--- START ---
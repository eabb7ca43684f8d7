//! Access statistics publication.
//!
//! The resolver hands every successful redirect to a [`StatsPublisher`]
//! without waiting. The channel-backed publisher queues events on a bounded
//! channel drained by a background task; when the queue is full the event is
//! dropped.

use async_trait::async_trait;
use serde::Serialize;
use std::sync::Arc;
use time::OffsetDateTime;
use tokio::sync::mpsc;
use tokio::task::JoinHandle;

use crate::metrics;

/// One successful redirect.
#[derive(Clone, Debug, PartialEq, Eq, Serialize)]
pub struct AccessEvent {
    pub full_short_url: String,
    pub gid: Option<String>,
    #[serde(with = "time::serde::rfc3339")]
    pub accessed_at: OffsetDateTime,
    pub remote_addr: Option<String>,
    pub user_agent: Option<String>,
    pub referer: Option<String>,
}

/// Request details that accompany a resolution, all optional.
#[derive(Clone, Debug, Default)]
pub struct AccessContext {
    pub remote_addr: Option<String>,
    pub user_agent: Option<String>,
    pub referer: Option<String>,
}

#[derive(Debug, thiserror::Error)]
pub enum StatsError {
    #[error("stats sink failed: {0}")]
    Sink(String),
}

/// Fire-and-forget publication. Implementations must return immediately.
pub trait StatsPublisher: Send + Sync + 'static {
    fn publish(&self, event: AccessEvent);
}

/// Destination the background task writes events to.
#[async_trait]
pub trait StatsSink: Send + Sync + 'static {
    async fn record(&self, event: AccessEvent) -> Result<(), StatsError>;
}

/// Discards everything.
#[derive(Clone, Copy, Debug, Default)]
pub struct NoopStatsPublisher;

impl StatsPublisher for NoopStatsPublisher {
    fn publish(&self, _event: AccessEvent) {}
}

/// Writes events to the log at debug level.
#[derive(Clone, Copy, Debug, Default)]
pub struct LoggingStatsSink;

#[async_trait]
impl StatsSink for LoggingStatsSink {
    async fn record(&self, event: AccessEvent) -> Result<(), StatsError> {
        let line = serde_json::to_string(&event).map_err(|e| StatsError::Sink(e.to_string()))?;
        tracing::debug!(target: "shortlink::access", event = %line, "Short link accessed");
        Ok(())
    }
}

/// Publisher backed by a bounded channel and a draining task.
#[derive(Clone)]
pub struct ChannelStatsPublisher {
    sender: mpsc::Sender<AccessEvent>,
}

impl ChannelStatsPublisher {
    /// Start the draining task. It exits once every publisher clone is
    /// dropped and the queue is empty.
    pub fn spawn(sink: Arc<dyn StatsSink>, capacity: usize) -> (Self, JoinHandle<()>) {
        let (sender, mut receiver) = mpsc::channel::<AccessEvent>(capacity.max(1));
        let handle = tokio::spawn(async move {
            while let Some(event) = receiver.recv().await {
                if let Err(e) = sink.record(event).await {
                    metrics::record_stats_dropped("sink_error");
                    tracing::warn!(error = %e, "Stats sink rejected access event");
                }
            }
            tracing::debug!("Stats publisher closed");
        });
        (Self { sender }, handle)
    }
}

impl StatsPublisher for ChannelStatsPublisher {
    fn publish(&self, event: AccessEvent) {
        match self.sender.try_send(event) {
            Ok(()) => metrics::STATS_PUBLISHED.inc(),
            Err(mpsc::error::TrySendError::Full(event)) => {
                metrics::record_stats_dropped("queue_full");
                tracing::warn!(
                    full_short_url = %event.full_short_url,
                    "Stats queue full, dropping access event"
                );
            }
            Err(mpsc::error::TrySendError::Closed(_)) => {
                metrics::record_stats_dropped("closed");
                tracing::warn!("Stats queue closed, dropping access event");
            }
        }
    }
}
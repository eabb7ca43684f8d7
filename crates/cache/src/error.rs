//! Cache, filter and lock error types.

use std::time::Duration;
use thiserror::Error;

/// Cache layer operation errors.
#[derive(Debug, Error)]
pub enum CacheError {
    #[error("cache backend unavailable: {0}")]
    Backend(String),

    #[error("wrong value type for key: {0}")]
    WrongType(String),

    #[error("existence filter not initialized: {0}")]
    FilterNotInitialized(String),

    #[error("lock {key} not acquired within {waited:?}")]
    LockTimeout { key: String, waited: Duration },

    #[error("configuration error: {0}")]
    Config(String),
}

impl CacheError {
    /// Whether the failure is a backend outage rather than a caller mistake.
    pub fn is_unavailable(&self) -> bool {
        matches!(self, Self::Backend(_))
    }
}

/// Result type for cache, filter and lock operations.
pub type CacheResult<T> = std::result::Result<T, CacheError>;
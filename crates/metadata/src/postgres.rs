//! PostgreSQL-based link store, one database per shard.

use crate::error::{MetadataError, MetadataResult};
use crate::models::{LinkRouteRow, LinkRow};
use crate::query::{ClauseKind, Dialect, RenderedQuery};
use crate::shard::ShardId;
use crate::store::{LinkStore, active_shard, bind_params, expect_kind};
use async_trait::async_trait;
use shortlink_core::config::PgSslMode;
use sqlx::postgres::{PgConnectOptions, PgPoolOptions, PgSslMode as SqlxPgSslMode};
use sqlx::{Pool, Postgres};
use std::str::FromStr;

/// PostgreSQL schema (embedded).
const POSTGRES_SCHEMA: &str = include_str!("postgres_schema.sql");

/// Split the schema into single statements, dropping comment-only chunks.
fn postgres_schema_statements(schema: &str) -> Vec<&str> {
    schema
        .split(';')
        .filter_map(|statement| {
            let trimmed = statement.trim();
            let has_sql = trimmed.lines().any(|line| {
                let line = line.trim();
                !line.is_empty() && !line.starts_with("--")
            });
            has_sql.then_some(trimmed)
        })
        .collect()
}

/// Connection settings shared by every shard pool.
#[derive(Clone, Copy, Debug)]
pub struct PgPoolSettings {
    pub ssl_mode: Option<PgSslMode>,
    pub max_connections: u32,
    pub statement_timeout_ms: Option<u64>,
}

pub struct PostgresStore {
    pools: Vec<Pool<Postgres>>,
    default_shard: ShardId,
}

impl PostgresStore {
    /// Connect to every shard URL and apply the schema.
    pub async fn connect(
        urls: &[String],
        default_shard: u32,
        settings: PgPoolSettings,
    ) -> MetadataResult<Self> {
        if urls.is_empty() {
            return Err(MetadataError::Config(
                "at least one postgres shard is required".to_string(),
            ));
        }
        if default_shard as usize >= urls.len() {
            return Err(MetadataError::Config(format!(
                "default shard {default_shard} is out of range for {} shards",
                urls.len()
            )));
        }

        let mut pools = Vec::with_capacity(urls.len());
        for (index, url) in urls.iter().enumerate() {
            let mut opts = PgConnectOptions::from_str(url)?;
            if let Some(mode) = settings.ssl_mode {
                opts = opts.ssl_mode(match mode {
                    PgSslMode::Disable => SqlxPgSslMode::Disable,
                    PgSslMode::Prefer => SqlxPgSslMode::Prefer,
                    PgSslMode::Require => SqlxPgSslMode::Require,
                });
            }
            if let Some(timeout_ms) = settings.statement_timeout_ms {
                opts = opts.options([("statement_timeout", format!("{timeout_ms}ms"))]);
            }

            // Log target without credentials.
            tracing::info!(
                shard = index,
                host = opts.get_host(),
                database = opts.get_database().unwrap_or("<default>"),
                ssl_mode = ?settings.ssl_mode,
                "Connecting PostgreSQL shard"
            );

            let pool = PgPoolOptions::new()
                .max_connections(settings.max_connections)
                .connect_with(opts)
                .await?;
            pools.push(pool);
        }

        let store = Self {
            pools,
            default_shard: ShardId::new(default_shard),
        };
        store.migrate().await?;
        Ok(store)
    }

    fn pool(&self) -> MetadataResult<(ShardId, &Pool<Postgres>)> {
        let shard = active_shard(self.default_shard, self.pools.len())?;
        Ok((shard, &self.pools[shard.index()]))
    }
}

#[async_trait]
impl LinkStore for PostgresStore {
    fn dialect(&self) -> Dialect {
        Dialect::Postgres
    }

    fn shard_count(&self) -> u32 {
        self.pools.len() as u32
    }

    async fn fetch_links(&self, query: &RenderedQuery) -> MetadataResult<Vec<LinkRow>> {
        expect_kind(query, &[ClauseKind::Select])?;
        let (shard, pool) = self.pool()?;
        tracing::trace!(shard = %shard, sql = %query.sql, "Fetching links");
        Ok(
            bind_params!(sqlx::query_as::<_, LinkRow>(&query.sql), &query.params)
                .fetch_all(pool)
                .await?,
        )
    }

    async fn fetch_routes(&self, query: &RenderedQuery) -> MetadataResult<Vec<LinkRouteRow>> {
        expect_kind(query, &[ClauseKind::Select])?;
        let (shard, pool) = self.pool()?;
        tracing::trace!(shard = %shard, sql = %query.sql, "Fetching routes");
        Ok(
            bind_params!(sqlx::query_as::<_, LinkRouteRow>(&query.sql), &query.params)
                .fetch_all(pool)
                .await?,
        )
    }

    async fn fetch_count(&self, query: &RenderedQuery) -> MetadataResult<i64> {
        expect_kind(query, &[ClauseKind::Aggregate])?;
        let (_, pool) = self.pool()?;
        let value: Option<i64> =
            bind_params!(sqlx::query_scalar::<_, Option<i64>>(&query.sql), &query.params)
                .fetch_one(pool)
                .await?;
        Ok(value.unwrap_or(0))
    }

    async fn execute(&self, query: &RenderedQuery) -> MetadataResult<u64> {
        expect_kind(
            query,
            &[ClauseKind::Insert, ClauseKind::Update, ClauseKind::Delete],
        )?;
        let (shard, pool) = self.pool()?;
        tracing::trace!(shard = %shard, sql = %query.sql, "Executing statement");
        let result = bind_params!(sqlx::query(&query.sql), &query.params)
            .execute(pool)
            .await
            .map_err(|e| MetadataError::from_write(e, || format!("duplicate row on {shard}")))?;
        Ok(result.rows_affected())
    }

    async fn migrate(&self) -> MetadataResult<()> {
        // Prepared statements hold one statement each.
        for pool in &self.pools {
            for statement in postgres_schema_statements(POSTGRES_SCHEMA) {
                sqlx::query(statement).execute(pool).await?;
            }
        }
        Ok(())
    }

    async fn health_check(&self) -> MetadataResult<()> {
        for pool in &self.pools {
            sqlx::query("SELECT 1").execute(pool).await?;
        }
        Ok(())
    }
}

#[cfg(test)]
mod tests {
    use super::*;

    #[test]
    fn test_schema_statements_split() {
        let statements = postgres_schema_statements(POSTGRES_SCHEMA);
        assert_eq!(statements.len(), 3);
        assert!(statements[0].contains("CREATE TABLE IF NOT EXISTS links"));
        assert!(statements[2].contains("link_routes"));
    }

    #[test]
    fn test_comment_only_chunks_dropped() {
        let statements = postgres_schema_statements("-- header\n;\nSELECT 1;\n-- trailing\n");
        assert_eq!(statements, vec!["SELECT 1"]);
    }
}
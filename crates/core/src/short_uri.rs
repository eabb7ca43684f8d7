//! Short identifier generation and validation.

use uuid::Uuid;
use xxhash_rust::xxh3::xxh3_64;

/// Length of generated short identifiers.
pub const SHORT_URI_LEN: usize = 6;

/// Maximum length accepted for custom short identifiers.
pub const MAX_SHORT_URI_LEN: usize = 32;

/// Attempts at generating an identifier the domain filter has not seen.
pub const MAX_GENERATE_ATTEMPTS: usize = 10;

const BASE62: &[u8; 62] = b"0123456789abcdefghijklmnopqrstuvwxyzABCDEFGHIJKLMNOPQRSTUVWXYZ";

/// Derive a candidate identifier from the origin URL and a per-attempt salt.
pub fn generate(origin_url: &str, salt: Uuid) -> String {
    let mut input = Vec::with_capacity(origin_url.len() + 16);
    input.extend_from_slice(origin_url.as_bytes());
    input.extend_from_slice(salt.as_bytes());
    encode_base62(xxh3_64(&input))
}

/// Fixed-width base62 encoding of the low digits of `value`.
fn encode_base62(mut value: u64) -> String {
    let mut out = [BASE62[0]; SHORT_URI_LEN];
    for slot in out.iter_mut().rev() {
        *slot = BASE62[(value % 62) as usize];
        value /= 62;
    }
    out.iter().map(|&b| b as char).collect()
}

/// Validate a generated or custom short identifier.
pub fn validate_short_uri(short_uri: &str) -> crate::Result<()> {
    if short_uri.is_empty() || short_uri.len() > MAX_SHORT_URI_LEN {
        return Err(crate::Error::InvalidShortUri(format!(
            "length must be 1..={MAX_SHORT_URI_LEN}, got {}",
            short_uri.len()
        )));
    }
    for c in short_uri.chars() {
        if !matches!(c, 'a'..='z' | 'A'..='Z' | '0'..='9' | '-' | '_') {
            return Err(crate::Error::InvalidShortUri(format!(
                "invalid character: {c:?}"
            )));
        }
    }
    Ok(())
}

#[cfg(test)]
mod tests {
    use super::*;

    #[test]
    fn test_generate_is_fixed_width_base62() {
        let id = generate("https://example.com", Uuid::new_v4());
        assert_eq!(id.len(), SHORT_URI_LEN);
        assert!(id.chars().all(|c| c.is_ascii_alphanumeric()));
        validate_short_uri(&id).unwrap();
    }

    #[test]
    fn test_generate_is_deterministic_per_salt() {
        let salt = Uuid::from_u128(42);
        assert_eq!(
            generate("https://example.com", salt),
            generate("https://example.com", salt)
        );
        assert_ne!(
            generate("https://example.com", salt),
            generate("https://example.com", Uuid::from_u128(43))
        );
    }

    #[test]
    fn test_encode_base62_zero_pads() {
        assert_eq!(encode_base62(0), "000000");
        assert_eq!(encode_base62(61), "00000Z");
        assert_eq!(encode_base62(62), "000010");
    }

    #[test]
    fn test_validate_short_uri() {
        assert!(validate_short_uri("abc123").is_ok());
        assert!(validate_short_uri("my-link_2").is_ok());
        assert!(validate_short_uri("").is_err());
        assert!(validate_short_uri("a b").is_err());
        assert!(validate_short_uri("a'; DROP").is_err());
        assert!(validate_short_uri(&"x".repeat(MAX_SHORT_URI_LEN + 1)).is_err());
    }
}
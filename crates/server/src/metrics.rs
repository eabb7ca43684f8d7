//! Prometheus metrics for the shortlink server.
//!
//! Exposes resolution outcomes, cache and filter effectiveness, lock
//! contention and statistics queue health.
//!
//! # Security Note
//!
//! The `/metrics` endpoint is unauthenticated to allow Prometheus scraping.
//! Metrics carry no identifiers or origin URLs, only aggregate counts.
//! Restrict the endpoint to scraper addresses at the infrastructure level.

use axum::http::StatusCode;
use axum::response::IntoResponse;
use prometheus::{
    self, Encoder, Histogram, HistogramOpts, IntCounter, IntCounterVec, Opts, Registry,
    TextEncoder,
};
use std::sync::{LazyLock, Once};

/// Global Prometheus registry for all metrics.
pub static REGISTRY: LazyLock<Registry> = LazyLock::new(Registry::new);

// Resolution metrics
pub static RESOLVE_OUTCOMES: LazyLock<IntCounterVec> = LazyLock::new(|| {
    IntCounterVec::new(
        Opts::new(
            "shortlink_resolve_total",
            "Total resolutions by outcome",
        ),
        &["outcome"],
    )
    .expect("metric creation failed")
});

pub static RESOLVE_DURATION: LazyLock<Histogram> = LazyLock::new(|| {
    Histogram::with_opts(
        HistogramOpts::new(
            "shortlink_resolve_duration_seconds",
            "Time to resolve a short link",
        )
        .buckets(vec![
            0.0005, 0.001, 0.0025, 0.005, 0.01, 0.025, 0.05, 0.1, 0.25, 0.5, 1.0, 2.5,
        ]),
    )
    .expect("metric creation failed")
});

pub static BACKEND_RETRIES: LazyLock<IntCounter> = LazyLock::new(|| {
    IntCounter::new(
        "shortlink_backend_retries_total",
        "Total resolutions retried after a backend failure",
    )
    .expect("metric creation failed")
});

// Cache and filter metrics
pub static CACHE_HITS: LazyLock<IntCounter> = LazyLock::new(|| {
    IntCounter::new(
        "shortlink_cache_hits_total",
        "Total positive cache hits",
    )
    .expect("metric creation failed")
});

pub static CACHE_NEGATIVE_HITS: LazyLock<IntCounter> = LazyLock::new(|| {
    IntCounter::new(
        "shortlink_cache_negative_hits_total",
        "Total lookups answered by a negative cache entry",
    )
    .expect("metric creation failed")
});

pub static FILTER_REJECTIONS: LazyLock<IntCounter> = LazyLock::new(|| {
    IntCounter::new(
        "shortlink_filter_rejections_total",
        "Total lookups rejected by the existence filter",
    )
    .expect("metric creation failed")
});

pub static CACHE_WRITE_FAILURES: LazyLock<IntCounter> = LazyLock::new(|| {
    IntCounter::new(
        "shortlink_cache_write_failures_total",
        "Total cache writes that failed after a store load",
    )
    .expect("metric creation failed")
});

// Store and lock metrics
pub static STORE_LOADS: LazyLock<IntCounter> = LazyLock::new(|| {
    IntCounter::new(
        "shortlink_store_loads_total",
        "Total link loads that reached the store",
    )
    .expect("metric creation failed")
});

pub static LOCK_TIMEOUTS: LazyLock<IntCounter> = LazyLock::new(|| {
    IntCounter::new(
        "shortlink_lock_timeouts_total",
        "Total load-through lock waits that hit their ceiling",
    )
    .expect("metric creation failed")
});

// Statistics metrics
pub static STATS_PUBLISHED: LazyLock<IntCounter> = LazyLock::new(|| {
    IntCounter::new(
        "shortlink_stats_published_total",
        "Total access events queued for the statistics sink",
    )
    .expect("metric creation failed")
});

pub static STATS_DROPPED: LazyLock<IntCounterVec> = LazyLock::new(|| {
    IntCounterVec::new(
        Opts::new(
            "shortlink_stats_dropped_total",
            "Total access events dropped by reason",
        ),
        &["reason"],
    )
    .expect("metric creation failed")
});

// Lifecycle metrics
pub static LINKS_CREATED: LazyLock<IntCounter> = LazyLock::new(|| {
    IntCounter::new(
        "shortlink_links_created_total",
        "Total short links created",
    )
    .expect("metric creation failed")
});

/// Guard to ensure metrics are only registered once.
static REGISTER_ONCE: Once = Once::new();

/// Register all metrics with the global registry.
///
/// Idempotent, so tests and embedded routers can call it freely.
pub fn register_metrics() {
    REGISTER_ONCE.call_once(|| {
        REGISTRY
            .register(Box::new(RESOLVE_OUTCOMES.clone()))
            .expect("metric registration failed");
        REGISTRY
            .register(Box::new(RESOLVE_DURATION.clone()))
            .expect("metric registration failed");
        REGISTRY
            .register(Box::new(BACKEND_RETRIES.clone()))
            .expect("metric registration failed");
        REGISTRY
            .register(Box::new(CACHE_HITS.clone()))
            .expect("metric registration failed");
        REGISTRY
            .register(Box::new(CACHE_NEGATIVE_HITS.clone()))
            .expect("metric registration failed");
        REGISTRY
            .register(Box::new(FILTER_REJECTIONS.clone()))
            .expect("metric registration failed");
        REGISTRY
            .register(Box::new(CACHE_WRITE_FAILURES.clone()))
            .expect("metric registration failed");
        REGISTRY
            .register(Box::new(STORE_LOADS.clone()))
            .expect("metric registration failed");
        REGISTRY
            .register(Box::new(LOCK_TIMEOUTS.clone()))
            .expect("metric registration failed");
        REGISTRY
            .register(Box::new(STATS_PUBLISHED.clone()))
            .expect("metric registration failed");
        REGISTRY
            .register(Box::new(STATS_DROPPED.clone()))
            .expect("metric registration failed");
        REGISTRY
            .register(Box::new(LINKS_CREATED.clone()))
            .expect("metric registration failed");
    });
}

/// GET /metrics - Prometheus metrics endpoint.
pub async fn metrics_handler() -> impl IntoResponse {
    let encoder = TextEncoder::new();
    let metric_families = REGISTRY.gather();
    let mut buffer = Vec::new();
    match encoder.encode(&metric_families, &mut buffer) {
        Ok(()) => (
            StatusCode::OK,
            [("content-type", "text/plain; version=0.0.4; charset=utf-8")],
            buffer,
        ),
        Err(e) => (
            StatusCode::INTERNAL_SERVER_ERROR,
            [("content-type", "text/plain; charset=utf-8")],
            format!("Failed to encode metrics: {e}").into_bytes(),
        ),
    }
}

/// Record a resolution outcome label.
pub fn record_outcome(outcome: &str) {
    RESOLVE_OUTCOMES.with_label_values(&[outcome]).inc();
}

/// Record a dropped statistics event.
pub fn record_stats_dropped(reason: &str) {
    STATS_DROPPED.with_label_values(&[reason]).inc();
}

#[cfg(test)]
mod tests {
    use super::*;

    #[test]
    fn test_metrics_registration() {
        register_metrics();
        register_metrics();
        record_outcome("hit");
        let names: Vec<String> = REGISTRY
            .gather()
            .iter()
            .map(|f| f.get_name().to_string())
            .collect();
        assert!(names.iter().any(|n| n == "shortlink_resolve_total"));
    }
}
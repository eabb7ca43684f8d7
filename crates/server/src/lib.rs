//! Short link resolution pipeline and redirect server.
//!
//! This crate provides:
//! - The cache-filter-lock-store resolution pipeline ([`Resolver`])
//! - Link creation and the recycle bin ([`LinkService`])
//! - Fire-and-forget access statistics
//! - Prometheus metrics and the HTTP redirect surface

pub mod bootstrap;
pub mod error;
pub mod handlers;
pub mod links;
pub mod metrics;
pub mod resolver;
pub mod routes;
pub mod state;
pub mod stats;

pub use error::{ApiError, ResolveError, ResolveResult};
pub use links::{CreateLink, LinkService};
pub use resolver::{Resolution, ResolutionSource, Resolver, ResolverSettings};
pub use routes::create_router;
pub use state::AppState;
--- END ---
**BRIEF:**
In the records, which lines use the word "charset"? Report them.

**EXPECTED ANSWER:**
            [("content-type", "text/plain; version=0.0.4; charset=utf-8")],
            [("content-type", "text/plain; charset=utf-8")],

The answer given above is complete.